What to produce:
Every line from the one with "keysym: ints[0] as" to the one with "x: ints[1] as", including those two, is to be copied exactly; all other lines of the entries below are left out.

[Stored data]

impl Event {
    /// True if a file handle travels alongside this event
    pub fn carries_descriptor(&self) -> bool {
        matches!(
            self,
            Event::Target(TargetEvent::NewSegment { .. })
                | Event::External(ExternalEvent::BufferStream { .. })
        )
    }

    /// Encode into the fixed wire record
    pub fn encode(&self) -> RawEvent {
        let mut raw = RawEvent::default();
        if self.carries_descriptor() {
            raw.flags |= FLAG_DESCRIPTOR;
        }

        match self {
            Event::Input(ev) => {
                raw.category = category::INPUT;
                match *ev {
                    InputEvent::Key {
                        keysym,
                        scancode,
                        modifiers,
                        pressed,
                    } => {
                        raw.kind = input_kind::KEY;
                        raw.ints = [keysym as i64, scancode as i64, modifiers as i64, pressed as i64];
                    }
                    InputEvent::PointerMotion { x, y, relative } => {
                        raw.kind = input_kind::POINTER_MOTION;
                        raw.ints = [x as i64, y as i64, relative as i64, 0];
                    }
                    InputEvent::PointerButton { button, pressed } => {
                        raw.kind = input_kind::POINTER_BUTTON;
                        raw.ints = [button as i64, pressed as i64, 0, 0];
                    }
                    InputEvent::Analog {
                        device,
                        axis,
                        value,
                    } => {
                        raw.kind = input_kind::ANALOG;
                        raw.ints = [device as i64, axis as i64, value as i64, 0];
                    }
                    InputEvent::Touch { id, x, y } => {
                        raw.kind = input_kind::TOUCH;
                        raw.ints = [id as i64, x as i64, y as i64, 0];
                    }
                }
            }
            Event::Target(ev) => {
                raw.category = category::TARGET;
                match ev {
                    TargetEvent::Activate => raw.kind = target_kind::ACTIVATE,
                    TargetEvent::Terminate => raw.kind = target_kind::TERMINATE,
                    TargetEvent::DisplayHint { width, height } => {
                        raw.kind = target_kind::DISPLAY_HINT;
                        raw.ints[0] = pack(*width, *height);
                    }
                    TargetEvent::ResizeAck {
                        width,
                        height,
                        generation,
                    } => {
                        raw.kind = target_kind::RESIZE_ACK;
                        raw.ints[0] = pack(*width, *height);
                        raw.ints[1] = *generation as i64;
                    }
                    TargetEvent::ResizeRejected { width, height } => {
                        raw.kind = target_kind::RESIZE_REJECTED;
                        raw.ints[0] = pack(*width, *height);
                    }
                    TargetEvent::NewSegment {
                        request_id,
                        purpose,
                        width,
                        height,
                        name,
                    } => {
                        raw.kind = target_kind::NEW_SEGMENT;
                        raw.id = *request_id;
                        raw.ints[0] = pack(*width, *height);
                        raw.ints[1] = *purpose as i64;
                        raw.label = name.to_bytes();
                    }
                    TargetEvent::RequestFail { request_id } => {
                        raw.kind = target_kind::REQUEST_FAIL;
                        raw.id = *request_id;
                    }
                    TargetEvent::BufferAck { frame } => {
                        raw.kind = target_kind::BUFFER_ACK;
                        raw.ints[0] = *frame as i64;
                    }
                    TargetEvent::BufferFail => raw.kind = target_kind::BUFFER_FAIL,
                    TargetEvent::StepFrame { frames } => {
                        raw.kind = target_kind::STEP_FRAME;
                        raw.ints[0] = *frames as i64;
                    }
                    TargetEvent::Message(text) => {
                        raw.kind = target_kind::MESSAGE;
                        raw.label = text.to_bytes();
                    }
                }
            }
            Event::External(ev) => {
                raw.category = category::EXTERNAL;
                match ev {
                    ExternalEvent::Register { kind, title } => {
                        raw.kind = external_kind::REGISTER;
                        raw.ints[0] = *kind as i64;
                        raw.label = title.to_bytes();
                    }
                    ExternalEvent::ResizeRequest { width, height } => {
                        raw.kind = external_kind::RESIZE_REQUEST;
                        raw.ints[0] = pack(*width, *height);
                    }
                    ExternalEvent::SegmentRequest {
                        request_id,
                        purpose,
                        width,
                        height,
                    } => {
                        raw.kind = external_kind::SEGMENT_REQUEST;
                        raw.id = *request_id;
                        raw.ints[0] = pack(*width, *height);
                        raw.ints[1] = *purpose as i64;
                    }
                    ExternalEvent::BufferStream { frame, meta } => {
                        raw.kind = external_kind::BUFFER_STREAM;
                        raw.ints = [
                            *frame as i64,
                            pack(meta.width, meta.height),
                            pack(meta.stride, meta.fourcc),
                            meta.planes as i64,
                        ];
                    }
                    ExternalEvent::ClockRequest { rate, once } => {
                        raw.kind = external_kind::CLOCK_REQUEST;
                        raw.ints = [*rate as i64, *once as i64, 0, 0];
                    }
                    ExternalEvent::Message(text) => {
                        raw.kind = external_kind::MESSAGE;
                        raw.label = text.to_bytes();
                    }
                    ExternalEvent::Terminate => raw.kind = external_kind::TERMINATE,
                }
            }
        }

        raw
    }

    /// Decode a wire record; `None` for unknown category or kind
    pub fn decode(raw: &RawEvent) -> Option<Event> {
        let ints = raw.ints;
        let event = match raw.category {
            category::INPUT => Event::Input(match raw.kind {
                input_kind::KEY => InputEvent::Key {
                    keysym: ints[0] as u32,
                    scancode: ints[1] as u16,
                    modifiers: ints[2] as u16,
                    pressed: ints[3] != 0,
                },
                input_kind::POINTER_MOTION => InputEvent::PointerMotion {
                    x: ints[0] as i32,
                    y: ints[1] as i32,
                    relative: ints[2] != 0,
                },
                input_kind::POINTER_BUTTON => InputEvent::PointerButton {
                    button: ints[0] as u8,
                    pressed: ints[1] != 0,
                },
                input_kind::ANALOG => InputEvent::Analog {
                    device: ints[0] as u16,
                    axis: ints[1] as u8,
                    value: ints[2] as i32,
                },
                input_kind::TOUCH => InputEvent::Touch {
                    id: ints[0] as u16,
                    x: ints[1] as i32,
                    y: ints[2] as i32,
                },
                _ => return None,
            }),
            category::TARGET => Event::Target(match raw.kind {
                target_kind::ACTIVATE => TargetEvent::Activate,
                target_kind::TERMINATE => TargetEvent::Terminate,
                target_kind::DISPLAY_HINT => {
                    let (width, height) = unpack(ints[0]);
                    TargetEvent::DisplayHint { width, height }
                }
                target_kind::RESIZE_ACK => {
                    let (width, height) = unpack(ints[0]);
                    TargetEvent::ResizeAck {
                        width,
                        height,
                        generation: ints[1] as u64,
                    }
                }
                target_kind::RESIZE_REJECTED => {
                    let (width, height) = unpack(ints[0]);
                    TargetEvent::ResizeRejected { width, height }
                }
                target_kind::NEW_SEGMENT => {
                    let (width, height) = unpack(ints[0]);
                    TargetEvent::NewSegment {
                        request_id: raw.id,
                        purpose: SegmentKind::from_u8(ints[1] as u8),
                        width,
                        height,
                        name: Label::from_bytes(&raw.label),
                    }
                }
                target_kind::REQUEST_FAIL => TargetEvent::RequestFail { request_id: raw.id },
                target_kind::BUFFER_ACK => TargetEvent::BufferAck {
                    frame: ints[0] as u64,
                },
                target_kind::BUFFER_FAIL => TargetEvent::BufferFail,
                target_kind::STEP_FRAME => TargetEvent::StepFrame {
                    frames: ints[0] as u32,
                },
                target_kind::MESSAGE => TargetEvent::Message(Label::from_bytes(&raw.label)),
                _ => return None,
            }),
            category::EXTERNAL => Event::External(match raw.kind {
                external_kind::REGISTER => ExternalEvent::Register {
                    kind: SegmentKind::from_u8(ints[0] as u8),
                    title: Label::from_bytes(&raw.label),
                },
                external_kind::RESIZE_REQUEST => {
                    let (width, height) = unpack(ints[0]);
                    ExternalEvent::ResizeRequest { width, height }
                }
                external_kind::SEGMENT_REQUEST => {
                    let (width, height) = unpack(ints[0]);
                    ExternalEvent::SegmentRequest {
                        request_id: raw.id,
                        purpose: SegmentKind::from_u8(ints[1] as u8),
                        width,
                        height,
                    }
                }
                external_kind::BUFFER_STREAM => {
                    let (width, height) = unpack(ints[1]);
                    let (stride, fourcc) = unpack(ints[2]);
                    ExternalEvent::BufferStream {
                        frame: ints[0] as u64,
                        meta: HandleMeta {
                            width,
                            height,
                            stride,
                            fourcc,
                            planes: ints[3] as u32,
                        },
                    }
                }
                external_kind::CLOCK_REQUEST => ExternalEvent::ClockRequest {
                    rate: ints[0] as u32,
                    once: ints[1] != 0,
                },
                external_kind::MESSAGE => ExternalEvent::Message(Label::from_bytes(&raw.label)),
                external_kind::TERMINATE => ExternalEvent::Terminate,
                _ => return None,
            }),
            _ => return None,
        };

        // the flag must agree with the kind or the fd stream desynchronizes
        if event.carries_descriptor() != (raw.flags & FLAG_DESCRIPTOR != 0) {
            return None;
        }
        Some(event)
    }
}

impl fmt::Display for Event {
    fn fmt(&self, f: &mut fmt::Formatter<'_>) -> fmt::Result {
        match self {
            Event::Input(ev) => write!(f, "INPUT:{:?}", ev),
            Event::Target(ev) => match ev {
                TargetEvent::NewSegment {
                    request_id,
                    purpose,
                    width,
                    height,
                    name,
                } => write!(
                    f,
                    "TARGET:NewSegment(req={}, {:?}, {}x{}, '{}', +fd)",
                    request_id, purpose, width, height, name
                ),
                other => write!(f, "TARGET:{:?}", other),
            },
            Event::External(ev) => match ev {
                ExternalEvent::BufferStream { frame, meta } => write!(
                    f,
                    "EXTERNAL:BufferStream(frame={}, {}x{}, stride={}, fourcc=0x{:08x}, +fd)",
                    frame, meta.width, meta.height, meta.stride, meta.fourcc
                ),
                other => write!(f, "EXTERNAL:{:?}", other),
            },
        }
    }
}
//! Segment layout
//!
//! ```text
//! +-------------------------+ 0
//! | SegmentHeader           |
//! +-------------------------+ parent_ring_offset   (client -> server)
//! | RingHeader + slots      |
//! +-------------------------+ child_ring_offset    (server -> client)
//! | RingHeader + slots      |
//! +-------------------------+ audio_offset
//! | audio buffer            |
//! +-------------------------+ video_offset
//! | video buffer (h*stride) |
//! +-------------------------+ total_size (page aligned)
//! ```
//!
//! Every offset is relative to the start of the mapping. The owner computes a
//! [`RegionLayout`] off to the side and publishes it through the header's
//! [`SeqCell`]; the peer only ever reads it back.

use crate::error::{FrameLinkError, Result};
use crate::event::RawEvent;
use crate::ring::{EventRing, RingHeader};
use crate::seqlock::SeqCell;
use crate::shm::ShmRegion;
use std::mem::{offset_of, size_of};
use std::sync::atomic::{AtomicU32, AtomicU64, Ordering};

pub const VERSION_MAJOR: u16 = 0;
pub const VERSION_MINOR: u16 = 3;

/// Bytes per pixel in the video region (RGBA8888)
pub const BYTES_PER_PIXEL: u32 = 4;

const CACHE_LINE_SIZE: usize = 64;
const PAGE_SIZE: usize = 4096;

/// Header flag bits
pub mod flags {
    /// An authentication token was written to the header
    pub const AUTH_TOKEN: u32 = 1 << 0;
    /// The client wants new geometry; owner has not answered yet
    pub const RESIZE_PENDING: u32 = 1 << 1;
    /// The owner has closed the segment
    pub const DEAD: u32 = 1 << 2;
    /// The owner will not accept passed buffer handles
    pub const NO_HANDLE_PASSING: u32 = 1 << 3;
}

/// Video and audio dimensions
#[repr(C)]
#[derive(Clone, Copy, Debug, Default, PartialEq, Eq)]
pub struct Geometry {
    pub width: u32,
    pub height: u32,
    pub samplerate: u32,
    pub channels: u32,
}

impl Geometry {
    pub fn new(width: u32, height: u32) -> Self {
        Self {
            width,
            height,
            samplerate: 48_000,
            channels: 2,
        }
    }

    /// Reject zero or over-limit dimensions
    pub fn validate(&self, max_width: u32, max_height: u32) -> Result<()> {
        let reason = if self.width == 0 || self.height == 0 {
            "zero dimension"
        } else if self.width > max_width || self.height > max_height {
            "exceeds limit"
        } else {
            return Ok(());
        };
        Err(FrameLinkError::InvalidGeometry {
            width: self.width,
            height: self.height,
            reason,
        })
    }
}

/// Byte offsets of every region, as published in the header
#[repr(C)]
#[derive(Clone, Copy, Debug, Default, PartialEq, Eq)]
pub struct RegionLayout {
    pub geometry: Geometry,
    pub ring_capacity: u32,
    /// Bytes per video row
    pub stride: u32,
    pub total_size: u64,
    pub parent_ring_offset: u64,
    pub child_ring_offset: u64,
    pub audio_offset: u64,
    pub audio_size: u64,
    pub video_offset: u64,
    pub video_size: u64,
}

#[inline]
fn align_up(v: usize, align: usize) -> Option<usize> {
    v.checked_add(align - 1).map(|v| v & !(align - 1))
}

impl RegionLayout {
    /// Compute a layout for `geometry` without touching any mapping
    pub fn compute(geometry: Geometry, ring_capacity: usize, audio_size: usize) -> Result<Self> {
        let too_large = || FrameLinkError::InvalidGeometry {
            width: geometry.width,
            height: geometry.height,
            reason: "layout overflows address space",
        };

        let stride = geometry
            .width
            .checked_mul(BYTES_PER_PIXEL)
            .ok_or_else(too_large)?;
        let video_size = (stride as usize)
            .checked_mul(geometry.height as usize)
            .ok_or_else(too_large)?;
        let ring_size = EventRing::size_for(ring_capacity);

        let parent_ring_offset = HEADER_SIZE;
        let child_ring_offset = align_up(parent_ring_offset + ring_size, CACHE_LINE_SIZE)
            .ok_or_else(too_large)?;
        let audio_offset = align_up(child_ring_offset + ring_size, CACHE_LINE_SIZE)
            .ok_or_else(too_large)?;
        let video_offset = audio_offset
            .checked_add(audio_size)
            .and_then(|v| align_up(v, CACHE_LINE_SIZE))
            .ok_or_else(too_large)?;
        let total_size = video_offset
            .checked_add(video_size)
            .and_then(|v| align_up(v, PAGE_SIZE))
            .ok_or_else(too_large)?;

        Ok(Self {
            geometry,
            ring_capacity: ring_capacity as u32,
            stride,
            total_size: total_size as u64,
            parent_ring_offset: parent_ring_offset as u64,
            child_ring_offset: child_ring_offset as u64,
            audio_offset: audio_offset as u64,
            audio_size: audio_size as u64,
            video_offset: video_offset as u64,
            video_size: video_size as u64,
        })
    }

    /// Check every region against a mapping of `mapped` bytes
    pub fn validate(&self, mapped: usize) -> Result<()> {
        let ring_size = EventRing::size_for(self.ring_capacity as usize) as u64;
        let regions = [
            (self.parent_ring_offset, ring_size),
            (self.child_ring_offset, ring_size),
            (self.audio_offset, self.audio_size),
            (self.video_offset, self.video_size),
        ];

        for (offset, len) in regions {
            let end = offset.checked_add(len);
            if offset < HEADER_SIZE as u64 || end.map_or(true, |end| end > mapped as u64) {
                return Err(FrameLinkError::OutOfBounds {
                    offset: offset as usize,
                    len: len as usize,
                    size: mapped,
                });
            }
        }
        if self.total_size > mapped as u64 {
            return Err(FrameLinkError::OutOfBounds {
                offset: 0,
                len: self.total_size as usize,
                size: mapped,
            });
        }
        Ok(())
    }
}

/// Header stored at the beginning of every segment
#[repr(C)]
pub struct SegmentHeader {
    pub cookie: u64,
    pub version_major: u16,
    pub version_minor: u16,
    pub header_size: u32,
    pub flags: AtomicU32,
    pub owner_pid: u32,
    /// Geometry requested by the client while RESIZE_PENDING is set
    pub req_width: AtomicU32,
    pub req_height: AtomicU32,
    pub req_samplerate: AtomicU32,
    pub req_channels: AtomicU32,
    /// Set by the producer after a complete video frame, cleared on release
    pub vready: AtomicU32,
    /// Set by the producer after a complete audio buffer, cleared on release
    pub aready: AtomicU32,
    /// Presentation timestamp of the last signalled video frame
    pub vpts: AtomicU64,
    /// Bytes of valid audio in the audio region
    pub audio_used: AtomicU32,
    _pad: u32,
    /// Authentication token (render-node magic), valid with AUTH_TOKEN
    pub auth_token: AtomicU64,
    pub layout: SeqCell<RegionLayout>,
}

/// Space reserved for the header
pub const HEADER_SIZE: usize = {
    let size = size_of::<SegmentHeader>();
    (size + CACHE_LINE_SIZE - 1) & !(CACHE_LINE_SIZE - 1)
};

const fn fnv1a(mut hash: u64, value: u64) -> u64 {
    let bytes = value.to_le_bytes();
    let mut i = 0;
    while i < bytes.len() {
        hash ^= bytes[i] as u64;
        hash = hash.wrapping_mul(0x0000_0100_0000_01b3);
        i += 1;
    }
    hash
}

/// Hash of the structural layout shared by both sides
///
/// Covers the protocol version and the size and field offsets of every
/// record that lives in the mapping.
pub const fn layout_cookie() -> u64 {
    let parts: [u64; 16] = [
        VERSION_MAJOR as u64,
        VERSION_MINOR as u64,
        size_of::<SegmentHeader>() as u64,
        offset_of!(SegmentHeader, flags) as u64,
        offset_of!(SegmentHeader, req_width) as u64,
        offset_of!(SegmentHeader, vready) as u64,
        offset_of!(SegmentHeader, vpts) as u64,
        offset_of!(SegmentHeader, auth_token) as u64,
        offset_of!(SegmentHeader, layout) as u64,
        size_of::<RegionLayout>() as u64,
        offset_of!(RegionLayout, total_size) as u64,
        offset_of!(RegionLayout, video_offset) as u64,
        size_of::<RawEvent>() as u64,
        offset_of!(RawEvent, ints) as u64,
        size_of::<RingHeader>() as u64,
        BYTES_PER_PIXEL as u64,
    ];

    let mut hash = 0xcbf2_9ce4_8422_2325;
    let mut i = 0;
    while i < parts.len() {
        hash = fnv1a(hash, parts[i]);
        i += 1;
    }
    hash
}

/// The cookie compiled into this build
pub const LAYOUT_COOKIE: u64 = layout_cookie();

impl SegmentHeader {
    /// Write a fresh header into zeroed memory
    ///
    /// # Safety
    /// `ptr` must point to at least `HEADER_SIZE` writable, aligned bytes
    /// that no peer is reading yet.
    pub unsafe fn init(ptr: *mut Self, layout: RegionLayout) {
        (*ptr).cookie = LAYOUT_COOKIE;
        (*ptr).version_major = VERSION_MAJOR;
        (*ptr).version_minor = VERSION_MINOR;
        (*ptr).header_size = HEADER_SIZE as u32;
        (*ptr).flags = AtomicU32::new(0);
        (*ptr).owner_pid = std::process::id();
        (*ptr).req_width = AtomicU32::new(0);
        (*ptr).req_height = AtomicU32::new(0);
        (*ptr).req_samplerate = AtomicU32::new(0);
        (*ptr).req_channels = AtomicU32::new(0);
        (*ptr).vready = AtomicU32::new(0);
        (*ptr).aready = AtomicU32::new(0);
        (*ptr).vpts = AtomicU64::new(0);
        (*ptr).audio_used = AtomicU32::new(0);
        (*ptr)._pad = 0;
        (*ptr).auth_token = AtomicU64::new(0);
        SeqCell::init(std::ptr::addr_of_mut!((*ptr).layout), layout);
    }

    /// Borrow the header at the start of a mapping
    pub fn from_region(region: &ShmRegion) -> Result<&SegmentHeader> {
        region.check(0, HEADER_SIZE)?;
        let ptr = region.ptr_at::<SegmentHeader>(0)?;
        Ok(unsafe { &*ptr })
    }

    /// Verify the peer was built with the same layout
    pub fn check_cookie(&self) -> Result<()> {
        let got = unsafe { std::ptr::read_volatile(&self.cookie) };
        if got != LAYOUT_COOKIE {
            return Err(FrameLinkError::ProtocolMismatch {
                expected: LAYOUT_COOKIE,
                got,
            });
        }
        Ok(())
    }

    #[inline]
    pub fn has_flag(&self, flag: u32) -> bool {
        self.flags.load(Ordering::Acquire) & flag != 0
    }

    #[inline]
    pub fn set_flag(&self, flag: u32) {
        self.flags.fetch_or(flag, Ordering::AcqRel);
    }

    #[inline]
    pub fn clear_flag(&self, flag: u32) {
        self.flags.fetch_and(!flag, Ordering::AcqRel);
    }

    /// Requested geometry written by the client
    pub fn requested_geometry(&self) -> Geometry {
        Geometry {
            width: self.req_width.load(Ordering::Acquire),
            height: self.req_height.load(Ordering::Acquire),
            samplerate: self.req_samplerate.load(Ordering::Acquire),
            channels: self.req_channels.load(Ordering::Acquire),
        }
    }

    /// Publish an authentication token; readers see it once `AUTH_TOKEN` is set
    pub fn publish_auth_token(&self, token: u64) {
        self.auth_token.store(token, Ordering::Release);
        self.set_flag(flags::AUTH_TOKEN);
    }

    /// The published token, if any
    pub fn auth_token(&self) -> Option<u64> {
        self.has_flag(flags::AUTH_TOKEN)
            .then(|| self.auth_token.load(Ordering::Acquire))
    }

    /// Take the published token and clear the flag
    pub fn take_auth_token(&self) -> Option<u64> {
        let previous = self.flags.fetch_and(!flags::AUTH_TOKEN, Ordering::AcqRel);
        (previous & flags::AUTH_TOKEN != 0).then(|| self.auth_token.swap(0, Ordering::AcqRel))
    }

    pub fn write_request(&self, geometry: Geometry) {
        self.req_width.store(geometry.width, Ordering::Release);
        self.req_height.store(geometry.height, Ordering::Release);
        self.req_samplerate.store(geometry.samplerate, Ordering::Release);
        self.req_channels.store(geometry.channels, Ordering::Release);
    }
}

#[cfg(test)]
mod tests {
    use super::*;

    #[test]
    fn test_cookie_is_stable_and_nonzero() {
        assert_eq!(layout_cookie(), LAYOUT_COOKIE);
        assert_ne!(LAYOUT_COOKIE, 0);
    }

    #[test]
    fn test_cookie_tracks_version() {
        let bumped = fnv1a(0xcbf2_9ce4_8422_2325, VERSION_MAJOR as u64 + 1);
        let current = fnv1a(0xcbf2_9ce4_8422_2325, VERSION_MAJOR as u64);
        assert_ne!(bumped, current);
    }

    #[test]
    fn test_auth_token_is_taken_once() {
        let layout = RegionLayout::compute(Geometry::new(8, 8), 8, 1024).unwrap();
        let region = ShmRegion::anonymous("auth", layout.total_size as usize).unwrap();
        unsafe {
            SegmentHeader::init(region.ptr_at::<SegmentHeader>(0).unwrap(), layout);
        }
        let header = SegmentHeader::from_region(&region).unwrap();
        assert_eq!(header.owner_pid, std::process::id());
        assert_eq!(header.auth_token(), None);

        header.publish_auth_token(0xfeed);
        assert!(header.has_flag(flags::AUTH_TOKEN));
        assert_eq!(header.auth_token(), Some(0xfeed));
        assert_eq!(header.take_auth_token(), Some(0xfeed));
        assert!(!header.has_flag(flags::AUTH_TOKEN));
        assert_eq!(header.take_auth_token(), None);
    }

    #[test]
    fn test_layout_regions_fit() {
        let layout = RegionLayout::compute(Geometry::new(640, 480), 64, 16 * 1024).unwrap();
        assert_eq!(layout.stride, 640 * 4);
        assert_eq!(layout.video_size, 640 * 480 * 4);
        assert_eq!(layout.total_size % PAGE_SIZE as u64, 0);
        assert!(layout.parent_ring_offset >= HEADER_SIZE as u64);
        assert!(layout.child_ring_offset > layout.parent_ring_offset);
        assert!(layout.audio_offset > layout.child_ring_offset);
        assert!(layout.video_offset >= layout.audio_offset + layout.audio_size);
        layout.validate(layout.total_size as usize).unwrap();
        assert!(layout.validate(layout.total_size as usize - 1).is_err());
    }

    #[test]
    fn test_resized_layout_keeps_rings_in_place() {
        let small = RegionLayout::compute(Geometry::new(64, 64), 32, 4096).unwrap();
        let large = RegionLayout::compute(Geometry::new(1024, 768), 32, 4096).unwrap();
        assert_eq!(small.parent_ring_offset, large.parent_ring_offset);
        assert_eq!(small.child_ring_offset, large.child_ring_offset);
        assert!(large.total_size > small.total_size);
        assert!(large.validate(small.total_size as usize).is_err());
    }

    #[test]
    fn test_geometry_validation() {
        assert!(Geometry::new(0, 10).validate(100, 100).is_err());
        assert!(Geometry::new(10, 0).validate(100, 100).is_err());
        assert!(Geometry::new(101, 10).validate(100, 100).is_err());
        assert!(Geometry::new(100, 100).validate(100, 100).is_ok());
    }

    #[test]
    fn test_overflowing_geometry_rejected() {
        let result = RegionLayout::compute(Geometry::new(u32::MAX, u32::MAX), 8, 0);
        assert!(matches!(result, Err(FrameLinkError::InvalidGeometry { .. })));
    }
}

Answer to the problem:
                    keysym: ints[0] as u32,
                    scancode: ints[1] as u16,
                    modifiers: ints[2] as u16,
                    pressed: ints[3] != 0,
                },
                input_kind::POINTER_MOTION => InputEvent::PointerMotion {
                    x: ints[0] as i32,
                    y: ints[1] as i32,
                    relative: ints[2] != 0,
                },
                input_kind::POINTER_BUTTON => InputEvent::PointerButton {
                    button: ints[0] as u8,
                    pressed: ints[1] != 0,
                },
                input_kind::ANALOG => InputEvent::Analog {
                    device: ints[0] as u16,
                    axis: ints[1] as u8,
                    value: ints[2] as i32,
                },
                input_kind::TOUCH => InputEvent::Touch {
                    id: ints[0] as u16,
                    x: ints[1] as i32,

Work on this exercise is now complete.